A l'avenir, les stratégies d'aménagement de la pêche fluviale devraient viser non seulement á réaliser et á maintenir un certain niveau de production, mais aussi á permettre au plus grand nombre possible de pêcheurs, de négociants et d'autres personnels d'appui de tirer des ressources ichtyologiques une subsistance honnête. Si l'on retient cet objectif, toute diminution des captures par unité d'effort devrait intéresser le gestionnaire alors même que la production totale augmenterait, une telle régression pouvant être cause d'une baisse du revenu net et d'une incidence accrue de la pauvreté.

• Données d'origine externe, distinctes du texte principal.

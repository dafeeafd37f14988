//! Tournament configuration: blind schedule, stacks, seating, payouts.

use std::collections::BTreeMap;
use std::time::Duration;

use serde::{Deserialize, Serialize};

use crate::error::{ConfigError, TournamentError};
use crate::strategy::engine::DEFAULT_ITERATIONS;

/// Forced bets for one round.
#[derive(Debug, Clone, Copy, PartialEq, Eq, Serialize, Deserialize)]
pub struct BlindLevel {
    /// Small blind posted by the first seat.
    pub small_blind: i64,
    /// Big blind posted by the second seat.
    pub big_blind: i64,
    /// Ante contributed by every seat (0 disables it).
    pub ante: i64,
}

impl BlindLevel {
    /// Create a blind level.
    pub fn new(small_blind: i64, big_blind: i64, ante: i64) -> Self {
        Self {
            small_blind,
            big_blind,
            ante,
        }
    }

    /// The level for the following round: every field doubled.
    fn doubled(&self) -> Self {
        Self {
            small_blind: self.small_blind * 2,
            big_blind: self.big_blind * 2,
            ante: self.ante * 2,
        }
    }
}

/// Configuration for a tournament.
///
/// Validation is all-or-nothing: an invalid configuration is rejected at
/// setup and never partially applied.
#[derive(Debug, Clone, Serialize, Deserialize)]
pub struct TournamentConfig {
    /// Blind schedule by round number; rounds past the last defined level
    /// get synthesized by doubling and cached.
    pub blind_schedule: BTreeMap<u32, BlindLevel>,
    /// Chips every player starts with.
    pub starting_stack: i64,
    /// Fixed table capacity.
    pub players_per_table: usize,
    /// Prize-pool shares by finishing place.
    pub payout_structure: BTreeMap<u32, f64>,
    /// Self-play iterations per bot decision.
    pub strategy_iterations: u32,
    /// Master seed; identical seeds reproduce identical tournaments.
    pub seed: Option<u64>,
    /// Optional pacing pause between decisions (the original's 0.1s tick).
    #[serde(skip)]
    pub decision_pause: Option<Duration>,
}

impl Default for TournamentConfig {
    fn default() -> Self {
        let mut blind_schedule = BTreeMap::new();
        for (round, sb, bb, ante) in [
            (1, 50, 100, 10),
            (2, 100, 200, 20),
            (3, 150, 300, 30),
            (4, 200, 400, 40),
            (5, 300, 600, 60),
            (6, 400, 800, 80),
            (7, 500, 1000, 100),
            (8, 600, 1200, 120),
            (9, 800, 1600, 160),
            (10, 1000, 2000, 200),
            (11, 1200, 2400, 240),
        ] {
            blind_schedule.insert(round, BlindLevel::new(sb, bb, ante));
        }

        let mut payout_structure = BTreeMap::new();
        payout_structure.insert(1, 0.5);
        payout_structure.insert(2, 0.3);
        payout_structure.insert(3, 0.2);

        Self {
            blind_schedule,
            starting_stack: 10_000,
            players_per_table: 8,
            payout_structure,
            strategy_iterations: DEFAULT_ITERATIONS,
            seed: None,
            decision_pause: None,
        }
    }
}

impl TournamentConfig {
    /// Create a configuration with the default 11-level schedule.
    pub fn new() -> Self {
        Self::default()
    }

    /// Builder method: set the starting stack.
    pub fn with_starting_stack(mut self, stack: i64) -> Self {
        self.starting_stack = stack;
        self
    }

    /// Builder method: set the table capacity.
    pub fn with_players_per_table(mut self, seats: usize) -> Self {
        self.players_per_table = seats;
        self
    }

    /// Builder method: replace the blind schedule.
    pub fn with_blind_schedule(mut self, schedule: BTreeMap<u32, BlindLevel>) -> Self {
        self.blind_schedule = schedule;
        self
    }

    /// Builder method: set the per-decision iteration count.
    pub fn with_strategy_iterations(mut self, iterations: u32) -> Self {
        self.strategy_iterations = iterations;
        self
    }

    /// Builder method: set the master seed.
    pub fn with_seed(mut self, seed: u64) -> Self {
        self.seed = Some(seed);
        self
    }

    /// Builder method: set the pacing pause between decisions.
    pub fn with_decision_pause(mut self, pause: Duration) -> Self {
        self.decision_pause = Some(pause);
        self
    }

    /// Validate the configuration.
    pub fn validate(&self) -> Result<(), ConfigError> {
        if self.blind_schedule.is_empty() {
            return Err(ConfigError::InvalidBlindSchedule);
        }
        for level in self.blind_schedule.values() {
            if level.small_blind <= 0 || level.big_blind <= 0 || level.ante < 0 {
                return Err(ConfigError::InvalidBlindSchedule);
            }
        }
        if self.starting_stack <= 0 {
            return Err(ConfigError::NonPositiveStack(self.starting_stack));
        }
        if self.players_per_table < 2 {
            return Err(ConfigError::TooFewSeats(self.players_per_table));
        }
        let share_sum: f64 = self.payout_structure.values().sum();
        if self
            .payout_structure
            .values()
            .any(|&s| s <= 0.0 || s > 1.0)
            || share_sum > 1.0 + 1e-9
        {
            return Err(ConfigError::InvalidPayouts);
        }
        Ok(())
    }

    /// Blind level for a round.
    ///
    /// Rounds past the last defined level are synthesized by doubling the
    /// final level once per missing round and cached, so asking for the same
    /// round twice returns the identical value. A round below the lowest
    /// defined level is a caller contract violation and fails.
    pub fn blinds_for_round(&mut self, round: u32) -> Result<BlindLevel, TournamentError> {
        if let Some(level) = self.blind_schedule.get(&round) {
            return Ok(*level);
        }

        let (&last_round, &last_level) = self
            .blind_schedule
            .iter()
            .next_back()
            .ok_or(TournamentError::Config(ConfigError::InvalidBlindSchedule))?;

        if round < last_round {
            // Present rounds were handled above; a miss below the defined
            // range means the caller asked for a round the schedule never
            // covered.
            return Err(TournamentError::RoundOutOfRange(round));
        }

        let mut level = last_level;
        for r in (last_round + 1)..=round {
            level = level.doubled();
            self.blind_schedule.insert(r, level);
        }
        Ok(level)
    }

    /// Payout amounts by finishing place for a given prize pool.
    pub fn payouts(&self, prize_pool: i64) -> BTreeMap<u32, i64> {
        self.payout_structure
            .iter()
            .map(|(&place, &share)| (place, (prize_pool as f64 * share) as i64))
            .collect()
    }
}

#[cfg(test)]
mod tests {
    use super::*;

    #[test]
    fn test_default_is_valid() {
        assert!(TournamentConfig::default().validate().is_ok());
    }

    #[test]
    fn test_validation_rejects_bad_setups() {
        let empty = TournamentConfig::default().with_blind_schedule(BTreeMap::new());
        assert_eq!(empty.validate(), Err(ConfigError::InvalidBlindSchedule));

        let broke = TournamentConfig::default().with_starting_stack(0);
        assert_eq!(broke.validate(), Err(ConfigError::NonPositiveStack(0)));

        let lonely = TournamentConfig::default().with_players_per_table(1);
        assert_eq!(lonely.validate(), Err(ConfigError::TooFewSeats(1)));

        let mut greedy = TournamentConfig::default();
        greedy.payout_structure.insert(4, 0.9);
        assert_eq!(greedy.validate(), Err(ConfigError::InvalidPayouts));
    }

    #[test]
    fn test_defined_rounds_come_from_the_schedule() {
        let mut config = TournamentConfig::default();
        assert_eq!(
            config.blinds_for_round(1).unwrap(),
            BlindLevel::new(50, 100, 10)
        );
        assert_eq!(
            config.blinds_for_round(11).unwrap(),
            BlindLevel::new(1200, 2400, 240)
        );
    }

    #[test]
    fn test_blind_doubling_past_the_schedule() {
        let mut config = TournamentConfig::default();
        // Last defined level is (1200, 2400, 240).
        let level = config.blinds_for_round(12).unwrap();
        assert_eq!(level, BlindLevel::new(2400, 4800, 480));

        // Idempotent: the synthesized level is cached.
        assert_eq!(config.blinds_for_round(12).unwrap(), level);

        // Two rounds later doubles twice more.
        let level = config.blinds_for_round(14).unwrap();
        assert_eq!(level, BlindLevel::new(9600, 19_200, 1920));
    }

    #[test]
    fn test_round_below_schedule_is_fatal() {
        let mut schedule = BTreeMap::new();
        schedule.insert(5, BlindLevel::new(50, 100, 0));
        let mut config = TournamentConfig::default().with_blind_schedule(schedule);

        match config.blinds_for_round(2) {
            Err(TournamentError::RoundOutOfRange(2)) => {}
            other => panic!("expected RoundOutOfRange, got {:?}", other),
        }
        assert!(config.blinds_for_round(2).unwrap_err().is_fatal());
    }

    #[test]
    fn test_payouts_split_the_prize_pool() {
        let config = TournamentConfig::default();
        let payouts = config.payouts(100_000);
        assert_eq!(payouts.get(&1), Some(&50_000));
        assert_eq!(payouts.get(&2), Some(&30_000));
        assert_eq!(payouts.get(&3), Some(&20_000));
    }
}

Cela explique que le biologiste se préoccupe de la production et des captures par unité d'effort, tandis que le sociologue recherche la valeur des captures totales ainsi que leur valeur pour chacune des catégories de pêcheurs pour lesquels le revenu net constitue un indice plus important que la taille des captures.
L'accélération de l'évolution des écosystèmes fluviaux en zone tropicale a entraîné des difficultés croissantes pour leur gestion. Les principaux changements portent non seulement sur les ressources des eaux des bassins fluviaux, mais aussi sur les communautés mêmes, y compris les communautés de pêcheurs á temps partiel et á plein temps. Welcomme (1979) a établi un cadre utile, en quatre points, pour étudier les modifications encourues par les rivières dans les plaines d'inondation. Ce cadre illustre les incidences que le développement multidisciplinaire des bassins fluviaux ont eu sur les pêcheries mais il souligne aussi que les solutions d'aménagement doivent être rationnelles dans le contexte des utilisations multiples, parfois conflictuelles, des ressources des eaux. Quant aux communautés pour lesquelles la pêche constitue une importante occupation à plein temps ou à temps partiel (ci-après appelées “communautés de pêcheurs”), nous adopterons également dans le présent rapport un cadre en quatre étapes, pour souligner la dynamique qui s'y exerce.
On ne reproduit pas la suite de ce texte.